** Work required **
Each line below needs to be restated word for word.
────────
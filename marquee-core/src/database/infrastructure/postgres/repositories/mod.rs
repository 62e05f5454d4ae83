pub mod catalog;
pub mod watch_progress;
use async_trait::async_trait;
use std::collections::HashMap;
use std::sync::Arc;
use tokio::sync::{Mutex, MutexGuard};

use marquee_model::{Episode, EpisodeID, Movie, MovieID, NewEpisode};

use crate::database::ports::catalog::CatalogRepository;
use crate::error::{MediaError, Result};

#[derive(Debug, Default)]
pub(super) struct CatalogState {
    pub(super) movies: HashMap<MovieID, Movie>,
    pub(super) episodes: HashMap<EpisodeID, Episode>,
}

#[derive(Clone, Debug, Default)]
pub struct InMemoryCatalogRepository {
    state: Arc<Mutex<CatalogState>>,
}

impl InMemoryCatalogRepository {
    pub fn new() -> Self {
        Self::default()
    }

    /// Insert or replace a movie
    pub async fn insert_movie(&self, movie: Movie) {
        let mut guard = self.state.lock().await;
        guard.movies.insert(movie.id, movie);
    }

    /// Insert or replace an episode; the owning movie must already exist
    pub async fn insert_episode(&self, episode: Episode) -> Result<()> {
        let mut guard = self.state.lock().await;
        if !guard.movies.contains_key(&episode.movie_id) {
            return Err(MediaError::NotFound(format!(
                "movie {} for episode {}",
                episode.movie_id, episode.id
            )));
        }
        guard.episodes.insert(episode.id, episode);
        Ok(())
    }

    pub async fn episode_count(&self) -> usize {
        self.state.lock().await.episodes.len()
    }

    /// Raw catalog state for the progress store's view recount
    pub(super) async fn lock_state(&self) -> MutexGuard<'_, CatalogState> {
        self.state.lock().await
    }
}

#[async_trait]
impl CatalogRepository for InMemoryCatalogRepository {
    async fn get_episode(&self, id: EpisodeID) -> Result<Option<Episode>> {
        let guard = self.state.lock().await;
        Ok(guard.episodes.get(&id).cloned())
    }

    async fn get_movie(&self, id: MovieID) -> Result<Option<Movie>> {
        let guard = self.state.lock().await;
        Ok(guard.movies.get(&id).cloned())
    }

    async fn create_episode(&self, episode: NewEpisode) -> Result<Episode> {
        let mut guard = self.state.lock().await;

        if !guard.movies.contains_key(&episode.movie_id) {
            return Err(MediaError::NotFound(format!(
                "movie {}",
                episode.movie_id
            )));
        }

        if let Some(existing) = guard.episodes.values().find(|stored| {
            stored.movie_id == episode.movie_id
                && stored.episode_number == episode.episode_number
        }) {
            return Ok(existing.clone());
        }

        let created = Episode {
            id: EpisodeID::new(),
            movie_id: episode.movie_id,
            episode_number: episode.episode_number,
            duration: episode.duration,
            media_ref: episode.media_ref,
        };
        guard.episodes.insert(created.id, created.clone());
        Ok(created)
    }

    async fn find_episode_by_number(
        &self,
        movie_id: MovieID,
        episode_number: i32,
    ) -> Result<Option<Episode>> {
        let guard = self.state.lock().await;
        Ok(guard
            .episodes
            .values()
            .find(|episode| {
                episode.movie_id == movie_id
                    && episode.episode_number == episode_number
            })
            .cloned())
    }

    async fn find_episodes_by_movie(
        &self,
        movie_id: MovieID,
    ) -> Result<Vec<Episode>> {
        let guard = self.state.lock().await;
        let mut episodes: Vec<Episode> = guard
            .episodes
            .values()
            .filter(|episode| episode.movie_id == movie_id)
            .cloned()
            .collect();
        episodes.sort_by_key(|episode| episode.episode_number);
        Ok(episodes)
    }
}

#[cfg(test)]
mod tests {
    use super::*;
    use marquee_model::MovieKind;

    fn single_movie() -> Movie {
        Movie {
            id: MovieID::new(),
            kind: MovieKind::Single,
            duration: 5400.0,
            media_ref: Some("s3://films/heist.mp4".into()),
            view_count: 0,
        }
    }

    #[tokio::test]
    async fn create_episode_is_idempotent_per_number() {
        let repo = InMemoryCatalogRepository::new();
        let movie = single_movie();
        repo.insert_movie(movie.clone()).await;

        let request = NewEpisode {
            movie_id: movie.id,
            episode_number: 1,
            duration: movie.duration,
            media_ref: movie.media_ref.clone(),
        };
        let first = repo.create_episode(request.clone()).await.unwrap();
        let second = repo.create_episode(request).await.unwrap();

        assert_eq!(first.id, second.id);
        assert_eq!(repo.episode_count().await, 1);
    }

    #[tokio::test]
    async fn create_episode_requires_movie() {
        let repo = InMemoryCatalogRepository::new();
        let err = repo
            .create_episode(NewEpisode {
                movie_id: MovieID::new(),
                episode_number: 1,
                duration: 10.0,
                media_ref: None,
            })
            .await
            .unwrap_err();
        assert!(matches!(err, MediaError::NotFound(_)));
    }
}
────────
** Output below **
filename marquee-core/src/database/infrastructure/postgres/repositories/mod.rs
repository 62e05f5454d4ae83
pub mod catalog;
pub mod watch_progress;
use async_trait::async_trait;
use std::collections::HashMap;
use std::sync::Arc;
use tokio::sync::{Mutex, MutexGuard};

use marquee_model::{Episode, EpisodeID, Movie, MovieID, NewEpisode};

use crate::database::ports::catalog::CatalogRepository;
use crate::error::{MediaError, Result};

#[derive(Debug, Default)]
pub(super) struct CatalogState {
    pub(super) movies: HashMap<MovieID, Movie>,
    pub(super) episodes: HashMap<EpisodeID, Episode>,
}

#[derive(Clone, Debug, Default)]
pub struct InMemoryCatalogRepository {
    state: Arc<Mutex<CatalogState>>,
}

impl InMemoryCatalogRepository {
    pub fn new() -> Self {
        Self::default()
    }

    /// Insert or replace a movie
    pub async fn insert_movie(&self, movie: Movie) {
        let mut guard = self.state.lock().await;
        guard.movies.insert(movie.id, movie);
    }

    /// Insert or replace an episode; the owning movie must already exist
    pub async fn insert_episode(&self, episode: Episode) -> Result<()> {
        let mut guard = self.state.lock().await;
        if !guard.movies.contains_key(&episode.movie_id) {
            return Err(MediaError::NotFound(format!(
                "movie {} for episode {}",
                episode.movie_id, episode.id
            )));
        }
        guard.episodes.insert(episode.id, episode);
        Ok(())
    }

    pub async fn episode_count(&self) -> usize {
        self.state.lock().await.episodes.len()
    }

    /// Raw catalog state for the progress store's view recount
    pub(super) async fn lock_state(&self) -> MutexGuard<'_, CatalogState> {
        self.state.lock().await
    }
}

#[async_trait]
impl CatalogRepository for InMemoryCatalogRepository {
    async fn get_episode(&self, id: EpisodeID) -> Result<Option<Episode>> {
        let guard = self.state.lock().await;
        Ok(guard.episodes.get(&id).cloned())
    }

    async fn get_movie(&self, id: MovieID) -> Result<Option<Movie>> {
        let guard = self.state.lock().await;
        Ok(guard.movies.get(&id).cloned())
    }

    async fn create_episode(&self, episode: NewEpisode) -> Result<Episode> {
        let mut guard = self.state.lock().await;

        if !guard.movies.contains_key(&episode.movie_id) {
            return Err(MediaError::NotFound(format!(
                "movie {}",
                episode.movie_id
            )));
        }

        if let Some(existing) = guard.episodes.values().find(|stored| {
            stored.movie_id == episode.movie_id
                && stored.episode_number == episode.episode_number
        }) {
            return Ok(existing.clone());
        }

        let created = Episode {
            id: EpisodeID::new(),
            movie_id: episode.movie_id,
            episode_number: episode.episode_number,
            duration: episode.duration,
            media_ref: episode.media_ref,
        };
        guard.episodes.insert(created.id, created.clone());
        Ok(created)
    }

    async fn find_episode_by_number(
        &self,
        movie_id: MovieID,
        episode_number: i32,
    ) -> Result<Option<Episode>> {
        let guard = self.state.lock().await;
        Ok(guard
            .episodes
            .values()
            .find(|episode| {
                episode.movie_id == movie_id
                    && episode.episode_number == episode_number
            })
            .cloned())
    }

    async fn find_episodes_by_movie(
        &self,
        movie_id: MovieID,
    ) -> Result<Vec<Episode>> {
        let guard = self.state.lock().await;
        let mut episodes: Vec<Episode> = guard
            .episodes
            .values()
            .filter(|episode| episode.movie_id == movie_id)
            .cloned()
            .collect();
        episodes.sort_by_key(|episode| episode.episode_number);
        Ok(episodes)
    }
}

#[cfg(test)]
mod tests {
    use super::*;
    use marquee_model::MovieKind;

    fn single_movie() -> Movie {
        Movie {
            id: MovieID::new(),
            kind: MovieKind::Single,
            duration: 5400.0,
            media_ref: Some("s3://films/heist.mp4".into()),
            view_count: 0,
        }
    }

    #[tokio::test]
    async fn create_episode_is_idempotent_per_number() {
        let repo = InMemoryCatalogRepository::new();
        let movie = single_movie();
        repo.insert_movie(movie.clone()).await;

        let request = NewEpisode {
            movie_id: movie.id,
            episode_number: 1,
            duration: movie.duration,
            media_ref: movie.media_ref.clone(),
        };
        let first = repo.create_episode(request.clone()).await.unwrap();
        let second = repo.create_episode(request).await.unwrap();

        assert_eq!(first.id, second.id);
        assert_eq!(repo.episode_count().await, 1);
    }

    #[tokio::test]
    async fn create_episode_requires_movie() {
        let repo = InMemoryCatalogRepository::new();
        let err = repo
            .create_episode(NewEpisode {
                movie_id: MovieID::new(),
                episode_number: 1,
                duration: 10.0,
                media_ref: None,
            })
            .await
            .unwrap_err();
        assert!(matches!(err, MediaError::NotFound(_)));
    }
}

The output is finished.